La deriva venezolana
DESDE que el chavismo venezolano ha ido exacerbando el ejercicio extremo de la hegemonía política, con sus consecuentes ribetes autoritarios, el régimen se ha visto cuestionado dentro y fuera cada día más, hasta el punto de haberse convertido en un Estado casi aislado. Esta deriva de tonos claramente dictatoriales se ha acusado desde el 2015, cuando el Gobierno de Nicolás Maduro perdió las elecciones legislativas y la oposición reunida en torno a la Mesa de la Unidad Democrática (MUD) exigió la convocatoria de un referéndum revocatorio, de acuerdo con la Constitución de 1999 de inspiración chavista, o bien la celebración de unas elecciones presidenciales.
Maduro eligió el arriesgado camino de convocar elecciones para una nueva Asamblea Constituyente, cuyo objetivo es echar del hemiciclo a la oposición y redactar una nueva Carta Magna que consolide al régimen y las ambiciones personales de Maduro, incluidos los programas para apretar las tuercas a la oposición en la Asamblea Nacional. Por supuesto, la iniciativa fue contestada en el Parlamento y en las calles, con más de un centenar de muertes, y el régimen mostró los primeros signos de división en su seno. Pero Maduro se mostró inflexible y el domingo pasado celebró las elecciones con la prevista victoria de su opción, incluido un pucherazo de más de un millón de votos y con una participación sorprendentemente baja que el régimen niega. El viernes, los nuevos diputados juraron sus cargos y el edificio del legislativo acoge de momento dos asambleas, hasta que las fuerzas armadas decidan actuar para retirar a los “no constituyentes”, que han decidido resistir al máximo.
Con el dominio de los poderes ejecutivo, judicial, militar y electoral que colapsa cualquier avance democrático de la oposición, el chavismo venezolano tiene el camino expedito. Con la nueva Constitución, además, dispondrá de armas legales que algunos le discuten, como la hasta ayer fiscal general –destituida por la nueva Asamblea Constituyente–, para actuar contra “la derecha traidora” y hacer frente a las “agresiones imperialistas”, según juraron los nuevos elegidos –algunos, por cierto, con menos de un millar de votos–.
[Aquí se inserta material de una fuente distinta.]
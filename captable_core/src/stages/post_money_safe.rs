//! Post-money SAFE stage - records an ownership-target SAFE.
//!
//! The target percent is fixed at issuance (`investment / post-money
//! valuation`); the next priced round sizes shares against the share base
//! accumulated at conversion time.

use serde::{Deserialize, Serialize};

use crate::fmt;
use crate::scenario::{Stage, StageParams};
use crate::state::{EngineState, LedgerDetail, LedgerEntry, PostMoneySafeInstrument};
use crate::stages::{holder_identity, params_mismatch, sanitize, SpecialRights};

#[derive(Debug, Clone, Default, PartialEq, Serialize, Deserialize)]
#[serde(default, rename_all = "camelCase")]
pub struct PostMoneySafeParams {
    pub investor_name: String,
    pub investment: f64,
    pub post_money_valuation: f64,
    pub holder_id: String,
    pub special_rights: SpecialRights,
}

/// Default SAFE: $250k at an $8M post-money valuation.
pub fn defaults() -> StageParams {
    StageParams::PostMoneySafe(PostMoneySafeParams {
        investor_name: "SAFE Investor".to_string(),
        investment: 250_000.0,
        post_money_valuation: 8_000_000.0,
        holder_id: String::new(),
        special_rights: SpecialRights::default(),
    })
}

pub fn simulate(stage: &Stage, prior: EngineState) -> EngineState {
    let params = match &stage.params {
        StageParams::PostMoneySafe(params) => params,
        _ => return params_mismatch(stage, prior),
    };

    let mut state = prior;

    let investment = sanitize(params.investment);
    let post_money_valuation = sanitize(params.post_money_valuation);
    let target_percent = if post_money_valuation > 0.0 {
        investment / post_money_valuation
    } else {
        0.0
    };

    let holder_name = if params.investor_name.is_empty() {
        "SAFE Investor".to_string()
    } else {
        params.investor_name.clone()
    };

    state.instruments.post_safes.push(PostMoneySafeInstrument {
        id: format!("{}:safe", stage.id),
        stage_id: stage.id.clone(),
        holder_id: holder_identity(&params.holder_id, &stage.id, "holder"),
        holder_name: holder_name.clone(),
        investment,
        post_money_valuation,
        target_percent,
        special_rights: params.special_rights.normalized(),
    });

    state.math.push(format!(
        "Logged post-money SAFE {} targeting {} ownership at {} valuation.",
        fmt::money(investment),
        fmt::percent(target_percent, 2),
        fmt::money(post_money_valuation),
    ));

    state.ledger_entries.push(LedgerEntry {
        stage_id: stage.id.clone(),
        detail: LedgerDetail::SafePostMoney {
            investor: holder_name,
            investment,
            target_percent,
        },
    });

    state
}
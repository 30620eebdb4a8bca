use super::prelude::*;

/// Deletion is a Non-goal at the core: no `FileService` method removes a
/// file or directory, so both callbacks return `ENOSYS`.
pub fn unlink(_fs: &mut MountFs, _req: &Request<'_>, _parent: u64, name: &OsStr, reply: ReplyEmpty) {
    tracing::debug!(?name, "unlink unsupported: no deletion at the core");
    reply.error(ENOSYS);
}

pub fn rmdir(_fs: &mut MountFs, _req: &Request<'_>, _parent: u64, name: &OsStr, reply: ReplyEmpty) {
    tracing::debug!(?name, "rmdir unsupported: no deletion at the core");
    reply.error(ENOSYS);
}
//! The HTTP edge: maps `GET`/`HEAD`/`PUT` onto a `FileService`.
//!
//! Grounded on `original_source/src/local/HTTPFileServer.cpp`'s
//! `process_request` dispatch, reimplemented as axum routes on the shape
//! of the teacher's `server/src/handlers.rs` (one handler function per
//! verb, state threaded through an `Arc`), but backed by
//! `flocons_core::FileService` instead of raw `std::fs` calls.

use std::sync::Arc;

use axum::body::Bytes;
use axum::extract::{Path as AxumPath, State};
use axum::http::{HeaderMap, HeaderValue, StatusCode};
use axum::response::{IntoResponse, Response};
use axum::routing::get;
use axum::Router;

use flocons_core::http_wire::{self, DirectoryListing, WireEntry, WireKind};
use flocons_core::{mime, File, FileService, FileServiceError, Path};

#[derive(Clone)]
pub struct AppState {
    pub service: Arc<dyn FileService>,
}

/// Builds the router. Exposed separately from `serve` so integration
/// tests can drive it in-process with `tower::util::ServiceExt::oneshot`
/// instead of needing a bound socket for every scenario.
pub fn app(service: Arc<dyn FileService>) -> Router {
    let state = AppState { service };
    Router::new()
        .route("/", get(handle_get_root).head(handle_head_root).put(handle_put_root))
        .route("/*path", get(handle_get).head(handle_head).put(handle_put))
        .with_state(state)
        .layer(tower_http::trace::TraceLayer::new_for_http())
}

pub async fn serve(service: Arc<dyn FileService>, addr: std::net::SocketAddr) -> anyhow::Result<()> {
    let listener = tokio::net::TcpListener::bind(addr).await?;
    tracing::info!(%addr, "flocons-httpd listening");
    axum::serve(listener, app(service))
        .with_graceful_shutdown(shutdown_signal())
        .await?;
    Ok(())
}

async fn shutdown_signal() {
    let ctrl_c = async { tokio::signal::ctrl_c().await.expect("failed to install Ctrl+C handler") };
    #[cfg(unix)]
    let terminate = async {
        tokio::signal::unix::signal(tokio::signal::unix::SignalKind::terminate())
            .expect("failed to install SIGTERM handler")
            .recv()
            .await;
    };
    #[cfg(not(unix))]
    let terminate = std::future::pending::<()>();

    tokio::select! {
        _ = ctrl_c => tracing::info!("received SIGINT, shutting down"),
        _ = terminate => tracing::info!("received SIGTERM, shutting down"),
    }
}

fn path_from_tail(tail: &str) -> Path {
    Path::parse(&format!("/{tail}"))
}

/// Maps a `FileServiceError` to the response described in spec §7/§4.8:
/// `NotFound` -> 404, `AlreadyExists` -> 409, everything else -> 500 with
/// the error message as the body.
fn error_response(err: FileServiceError) -> Response {
    let status = match &err {
        FileServiceError::NotFound { .. } => StatusCode::NOT_FOUND,
        FileServiceError::AlreadyExists { .. } => StatusCode::CONFLICT,
        _ => StatusCode::INTERNAL_SERVER_ERROR,
    };
    (status, err.to_string()).into_response()
}

fn wants_html(headers: &HeaderMap) -> bool {
    headers
        .get(axum::http::header::ACCEPT)
        .and_then(|v| v.to_str().ok())
        .map(|accept| accept.contains("text/html"))
        .unwrap_or(false)
}

fn html_listing(entries: &[WireEntry]) -> String {
    let mut out = String::from("<html><body><table>\n");
    for entry in entries {
        let size = entry.size.map(|s| s.to_string()).unwrap_or_else(|| "-".to_string());
        out.push_str(&format!(
            "<tr><td>{}</td><td>{}</td><td>{}</td></tr>\n",
            entry.name,
            size,
            http_wire::format_last_modified(entry.mtime)
        ));
    }
    out.push_str("</table></body></html>\n");
    out
}

fn wire_entries(files: Vec<File>) -> Vec<WireEntry> {
    files
        .into_iter()
        .map(|file| match file {
            File::Directory(dir) => WireEntry {
                name: dir.path().basename().to_string(),
                kind: WireKind::Directory,
                size: None,
                mode: dir.meta.mode,
                mtime: dir.meta.mtime,
            },
            File::Regular(regular) => WireEntry {
                name: regular.meta.path.basename().to_string(),
                kind: WireKind::Regular,
                size: Some(regular.size),
                mode: regular.meta.mode,
                mtime: regular.meta.mtime,
            },
        })
        .collect()
}

async fn respond(state: AppState, path: Path, headers: HeaderMap, include_body: bool) -> Response {
    let file = match state.service.get_file(&path) {
        Ok(file) => file,
        Err(e) => return error_response(e),
    };

    match file {
        File::Directory(_) => {
            let entries = match state.service.list_files(&path) {
                Ok(files) => wire_entries(files),
                Err(e) => return error_response(e),
            };
            if wants_html(&headers) {
                let body = if include_body { html_listing(&entries) } else { String::new() };
                ([(axum::http::header::CONTENT_TYPE, http_wire::HTML_LISTING_MIME_TYPE)], body).into_response()
            } else {
                let body = if include_body {
                    serde_json::to_vec(&DirectoryListing { entries }).unwrap_or_default()
                } else {
                    Vec::new()
                };
                ([(axum::http::header::CONTENT_TYPE, http_wire::JSON_LISTING_MIME_TYPE)], body).into_response()
            }
        }
        File::Regular(regular) => {
            let mut response_headers = HeaderMap::new();
            let mime_type = regular.meta.mime_type();
            response_headers.insert(axum::http::header::CONTENT_TYPE, HeaderValue::from_static(mime_type));
            response_headers.insert(
                axum::http::header::CONTENT_LENGTH,
                HeaderValue::from_str(&regular.size.to_string()).unwrap(),
            );
            response_headers.insert(
                http_wire::HEADER_LAST_MODIFIED,
                HeaderValue::from_str(&http_wire::format_last_modified(regular.meta.mtime)).unwrap(),
            );
            response_headers.insert(
                http_wire::HEADER_FILE_MODE,
                HeaderValue::from_str(&http_wire::format_mode(regular.meta.mode)).unwrap(),
            );

            let body = if include_body {
                match regular.content() {
                    Ok(bytes) => bytes,
                    Err(e) => return error_response(e),
                }
            } else {
                Vec::new()
            };
            (response_headers, body).into_response()
        }
    }
}

async fn handle_get(State(state): State<AppState>, AxumPath(tail): AxumPath<String>, headers: HeaderMap) -> Response {
    respond(state, path_from_tail(&tail), headers, true).await
}

async fn handle_head(State(state): State<AppState>, AxumPath(tail): AxumPath<String>, headers: HeaderMap) -> Response {
    respond(state, path_from_tail(&tail), headers, false).await
}

async fn handle_put(State(state): State<AppState>, AxumPath(tail): AxumPath<String>, headers: HeaderMap, body: Bytes) -> Response {
    put_impl(state, path_from_tail(&tail), headers, body).await
}

async fn handle_get_root(State(state): State<AppState>, headers: HeaderMap) -> Response {
    respond(state, Path::root(), headers, true).await
}

async fn handle_head_root(State(state): State<AppState>, headers: HeaderMap) -> Response {
    respond(state, Path::root(), headers, false).await
}

async fn handle_put_root(State(state): State<AppState>, headers: HeaderMap, body: Bytes) -> Response {
    put_impl(state, Path::root(), headers, body).await
}

/// `PUT` creates: a directory if `Content-Type: inode/directory`,
/// otherwise a regular file. Per the REDESIGN in SPEC_FULL §9, a `PUT` to
/// an existing regular file path returns `AlreadyExists` (409) rather
/// than overwriting -- the container format has no in-place overwrite.
async fn put_impl(state: AppState, path: Path, headers: HeaderMap, body: Bytes) -> Response {
    let content_type = headers
        .get(axum::http::header::CONTENT_TYPE)
        .and_then(|v| v.to_str().ok())
        .unwrap_or(mime::DEFAULT_MIME_TYPE);

    if content_type == mime::DIRECTORY_MIME_TYPE {
        return match state.service.create_directory(&path) {
            Ok(_) => StatusCode::OK.into_response(),
            Err(e) => error_response(e),
        };
    }

    let mode = headers
        .get(http_wire::HEADER_FILE_MODE)
        .and_then(|v| v.to_str().ok())
        .and_then(|v| u32::from_str_radix(v, 8).ok())
        .unwrap_or(0o644);

    match state.service.create_regular_file(&path, mode, &body) {
        Ok(_) => StatusCode::OK.into_response(),
        Err(e) => error_response(e),
    }
}

#[cfg(test)]
mod tests {
    use super::*;
    use flocons_core::service::LocalFileService;
    use tower::util::ServiceExt;

    fn test_service() -> (tempfile::TempDir, Arc<dyn FileService>) {
        let dir = tempfile::tempdir().unwrap();
        let service: Arc<dyn FileService> = Arc::new(LocalFileService::new("edge", dir.path()));
        (dir, service)
    }

    #[tokio::test]
    async fn head_on_missing_file_is_404() {
        let (_dir, service) = test_service();
        let router = app(service);
        let response = router
            .oneshot(axum::http::Request::builder().method("HEAD").uri("/nope.txt").body(axum::body::Body::empty()).unwrap())
            .await
            .unwrap();
        assert_eq!(response.status(), StatusCode::NOT_FOUND);
    }

    #[tokio::test]
    async fn put_then_get_round_trips_content() {
        let (_dir, service) = test_service();
        let router = app(service);

        let put = router
            .clone()
            .oneshot(
                axum::http::Request::builder()
                    .method("PUT")
                    .uri("/hello.txt")
                    .body(axum::body::Body::from("hi there"))
                    .unwrap(),
            )
            .await
            .unwrap();
        assert_eq!(put.status(), StatusCode::OK);

        let get = router
            .oneshot(axum::http::Request::builder().method("GET").uri("/hello.txt").body(axum::body::Body::empty()).unwrap())
            .await
            .unwrap();
        assert_eq!(get.status(), StatusCode::OK);
        let body = axum::body::to_bytes(get.into_body(), usize::MAX).await.unwrap();
        assert_eq!(&body[..], b"hi there");
    }

    #[tokio::test]
    async fn put_twice_on_same_path_is_conflict() {
        let (_dir, service) = test_service();
        let router = app(service);

        for expected in [StatusCode::OK, StatusCode::CONFLICT] {
            let response = router
                .clone()
                .oneshot(
                    axum::http::Request::builder()
                        .method("PUT")
                        .uri("/dup.txt")
                        .body(axum::body::Body::from("x"))
                        .unwrap(),
                )
                .await
                .unwrap();
            assert_eq!(response.status(), expected);
        }
    }

    #[tokio::test]
    async fn put_a_directory_then_get_it_back() {
        let (_dir, service) = test_service();
        let router = app(service);

        let put = router
            .clone()
            .oneshot(
                axum::http::Request::builder()
                    .method("PUT")
                    .uri("/test")
                    .header(axum::http::header::CONTENT_TYPE, mime::DIRECTORY_MIME_TYPE)
                    .body(axum::body::Body::empty())
                    .unwrap(),
            )
            .await
            .unwrap();
        assert_eq!(put.status(), StatusCode::OK);

        let get = router
            .oneshot(axum::http::Request::builder().method("GET").uri("/test").body(axum::body::Body::empty()).unwrap())
            .await
            .unwrap();
        assert_eq!(get.status(), StatusCode::OK);
        assert_eq!(
            get.headers().get(axum::http::header::CONTENT_TYPE).unwrap(),
            http_wire::JSON_LISTING_MIME_TYPE
        );
    }
}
Pero Maduro no lo tendrá tan fácil, a menos que su deriva le lleve definitivamente a convertirse en un epígono de la dictadura castrista –ahora que el régimen cubano se encuentra bajo mínimos– y a la que parece estar abocado. Porque enfrente no tiene sólo a la oposición de la MUD y a una parte del chavismo que teme la desnaturalización de la Constitución bolivariana de 1999, sino a una mayoría de gobiernos de su entorno, que no reconocen las elecciones del domingo, y a potencias que, como Estados Unidos y Europa, exigen a Caracas que no abandone los principios democráticos. O como el Vaticano, que ha actuado recientemente como intermediario entre el chavismo y la oposición, y que critica duramente el “fomento de la tensión” por parte del régimen y lamenta que “hipoteque el futuro”.
Un futuro que, de momento, es de lo más incierto. Las perspectivas de un arreglo negociado son inexistentes tras los fracasos de la Iglesia y de las iniciativas de expresidentes, como Rodríguez Zapatero. Pero si Maduro persiste en su actitud de borrar a la oposición, irá perdiendo efectivos en sus propias filas y le obligará a radicalizarse, lo que acentuará las deserciones en su campo. Por su parte, la oposición debe resistir unida tratando de rechazar cualquier provocación a la violencia, lo que hasta ahora ha logrado. Aunque no le será fácil, caer en ella significaría un desastre para Venezuela y para su propia supervivencia.